Other analyzers and synthesizers Other compiler like applications also use analysis and synthesis. Some examples include 1. Pretty printer: Can be considered a real compiler with the target language a formatted version of the source. 2. Interpreter. The synthesis traverses the intermediate code and executes the operation at each node (rather than generating machine code to do such). Multiple Phases The front and back end are themselves each divided into multiple phases. Conceptually, the input to each phase is the output of the previous. Sometime a phase changes the representation of the input. For example, the lexical analyzer converts a character stream input into a token stream output. Sometimes the representation is unchanged. For example, the machine-dependent optimizer transforms target-machine code into (hopefully improved) target-machine code. The diagram is definitely not drawn to scale, in terms of effort or lines of code. In practice, the optimizers dominate. Conceptually, there are three phases of analysis with the output of one phase the input of the next. Each of these phases changes the representation of the program being compiled. The phases are called lexical analysis or scanning, which transforms the program from a string of characters to a string of tokens; syntax analysis or parsing, which transforms the program into some kind of syntax tree; and semantic analysis, which decorates the tree with semantic information. Note that the above classification is conceptual; in practice more efficient representations may be used. For example, instead of having all the information about the program in the tree, tree nodes may point to symbol table entries. Thus the information about the variable counter is stored once and pointed to at each occurrence.

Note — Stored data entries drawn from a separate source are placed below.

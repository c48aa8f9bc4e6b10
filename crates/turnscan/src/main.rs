//! Command line front end for turnscan.

use std::path::{Path, PathBuf};
use std::time::Duration;

use anyhow::{bail, Context};
use clap::{Parser, Subcommand};
use turnscan::{
    available_ports, init_logging, load_settings, read_ply_points, run_pipeline, LinkEvent,
    MeshWriter, ObjMeshWriter, PlyEncoding, PlyMeshWriter, PlyPointWriter, PointCloudWriter,
    ScannerSettings, SerialPortTransport, TurntableLink, DEFAULT_BAUD_RATE, DEFAULT_MESH_FILE,
    DEFAULT_POINTS_FILE,
};

/// Turntable 3D scanner tools
#[derive(Parser, Debug)]
#[command(name = "turnscan")]
#[command(version, about = "Turntable 3D scanning tools", long_about = None)]
struct Args {
    #[command(subcommand)]
    command: Command,
}

#[derive(Subcommand, Debug)]
enum Command {
    /// List available serial ports
    Ports,
    /// Rotate the turntable by one manual step
    Step {
        /// Serial port of the turntable controller
        #[arg(short, long)]
        port: String,

        /// Baud rate
        #[arg(long, default_value_t = DEFAULT_BAUD_RATE)]
        baud: u32,

        /// Seconds to wait for the step to finish
        #[arg(long, default_value = "30")]
        timeout: u64,
    },
    /// Run the mesh pipeline over a PLY point cloud
    Reconstruct {
        /// Input point cloud (PLY)
        #[arg(short, long)]
        input: PathBuf,

        /// Settings file (JSON); defaults are used if omitted
        #[arg(short, long)]
        config: Option<PathBuf>,

        /// Output point cloud
        #[arg(long, default_value = DEFAULT_POINTS_FILE)]
        points_out: PathBuf,

        /// Output mesh; `.ply` writes PLY, anything else OBJ
        #[arg(long, default_value = DEFAULT_MESH_FILE)]
        mesh_out: PathBuf,

        /// Write PLY bodies as text
        #[arg(long)]
        ascii: bool,
    },
    /// Write the default settings file
    Config {
        /// Output path
        #[arg(short, long, default_value = "turnscan.json")]
        output: PathBuf,
    },
}

fn main() -> anyhow::Result<()> {
    init_logging();
    let args = Args::parse();

    match args.command {
        Command::Ports => list_ports(),
        Command::Step {
            port,
            baud,
            timeout,
        } => step(&port, baud, Duration::from_secs(timeout)),
        Command::Reconstruct {
            input,
            config,
            points_out,
            mesh_out,
            ascii,
        } => reconstruct(&input, config.as_deref(), &points_out, &mesh_out, ascii),
        Command::Config { output } => {
            ScannerSettings::default()
                .save(&output)
                .with_context(|| format!("failed to write {}", output.display()))?;
            println!("wrote default settings to {}", output.display());
            Ok(())
        }
    }
}

fn list_ports() -> anyhow::Result<()> {
    let ports = available_ports()?;
    if ports.is_empty() {
        println!("no serial ports found");
    }
    for port in ports {
        println!("{port}");
    }
    Ok(())
}

fn step(port: &str, baud: u32, timeout: Duration) -> anyhow::Result<()> {
    let mut link = TurntableLink::new();
    link.connect(Box::new(SerialPortTransport::new(port, baud)))
        .with_context(|| format!("failed to open {port}"))?;
    link.manual_step()?;

    let event = link.poll_timeout(timeout)?;
    link.disconnect();
    match event {
        Some(LinkEvent::StepDone) => {
            println!("step done");
            Ok(())
        }
        Some(other) => bail!("unexpected turntable response: {other:?}"),
        None => bail!("no response from the turntable within {}s", timeout.as_secs()),
    }
}

fn reconstruct(
    input: &Path,
    config: Option<&Path>,
    points_out: &Path,
    mesh_out: &Path,
    ascii: bool,
) -> anyhow::Result<()> {
    let settings = load_settings(config).context("failed to load settings")?;
    let points = read_ply_points(input)
        .with_context(|| format!("failed to read {}", input.display()))?;
    println!("read {} points from {}", points.len(), input.display());

    let output = run_pipeline(points.to_cloud(), settings.mesh, |stage| {
        println!("{stage}");
    })?;
    if let Some(err) = &output.reconstruction_error {
        eprintln!("reconstruction failed: {err}");
    }

    let encoding = if ascii {
        PlyEncoding::Ascii
    } else {
        PlyEncoding::Binary
    };
    if output.config.export.points {
        PlyPointWriter::new(points_out)
            .with_encoding(encoding)
            .write_points(&output.points)?;
        println!("wrote {} points to {}", output.points.len(), points_out.display());
    }
    if let (true, Some(mesh)) = (output.config.export.mesh, &output.mesh) {
        let is_ply = mesh_out
            .extension()
            .is_some_and(|ext| ext.eq_ignore_ascii_case("ply"));
        if is_ply {
            PlyMeshWriter::new(mesh_out)
                .with_encoding(encoding)
                .write_mesh(mesh)?;
        } else {
            ObjMeshWriter::new(mesh_out).write_mesh(mesh)?;
        }
        println!("wrote {} faces to {}", mesh.num_faces(), mesh_out.display());
    }
    Ok(())
}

1.2.1: Lexical Analysis (or Scanning)

The character stream input is grouped into meaningful units called lexemes, which are then mapped into tokens, the latter constituting the output of the lexical analyzer. For example, any one of the following C statements
x3 = y + 3; x3 = y + x3 =y+ 3 ; 3 ;

but not
x 3 = y + 3;

would be grouped into the lexemes x3, =, y, +, 3, and ;. A token is a <token-name,attribute-value> pair. For example 1. The lexeme x3 would be mapped to a token such as <id,1>. The name id is short for identifier. The value 1 is the index of the entry for x3 in the symbol table produced by the compiler. This table is used gather information about the identifiers and to pass this information to subsequent phases.

2. The lexeme = would be mapped to the token <=>. In reality it is probably mapped to a pair, whose second component is ignored. The point is that there are many different identifiers so we need the second component, but there is only one assignment symbol =. 3. The lexeme y is mapped to the token <id,2> 4. The lexeme + is mapped to the token <+>. 5. The lexeme 3 is somewhat interesting and is discussed further in subsequent chapters. It is mapped to <number,something>, but what is the something. On the one hand there is only one 3 so we could just use the token <number,3>. However, there can be a difference between how this should be printed (e.g., in an error message produced by subsequent phases) and how it should be stored (fixed vs. float vs. double). Perhaps the token should point to the symbol table where an entry for this kind of 3 is stored. Another possibility is to have a separate numbers table. 6. The lexeme ; is mapped to the token <;>. Note that non-significant blanks are normally removed during scanning. In C, most blanks are nonsignificant. That does not mean the blanks are unnecessary. Consider
int x; intx;

The blank between int and x is clearly necessary, but it does not become part of any token. Blanks inside strings are an exception, they are part of the token (or more likely the table entry pointed to by the second component of the token). Note that we can define identifiers, numbers, and the various symbols and punctuation without using recursion (compare with parsing below). 1. What is Language Processors? 2. Two step process to run a program that a compiler requires . 3. How Come that Java is compiled and interpreted language? 4. What is front end and back end of the compiler? 5. What are the application of analysis and synthesis phase of compiler? 6. How a lexical analyzer processes source language?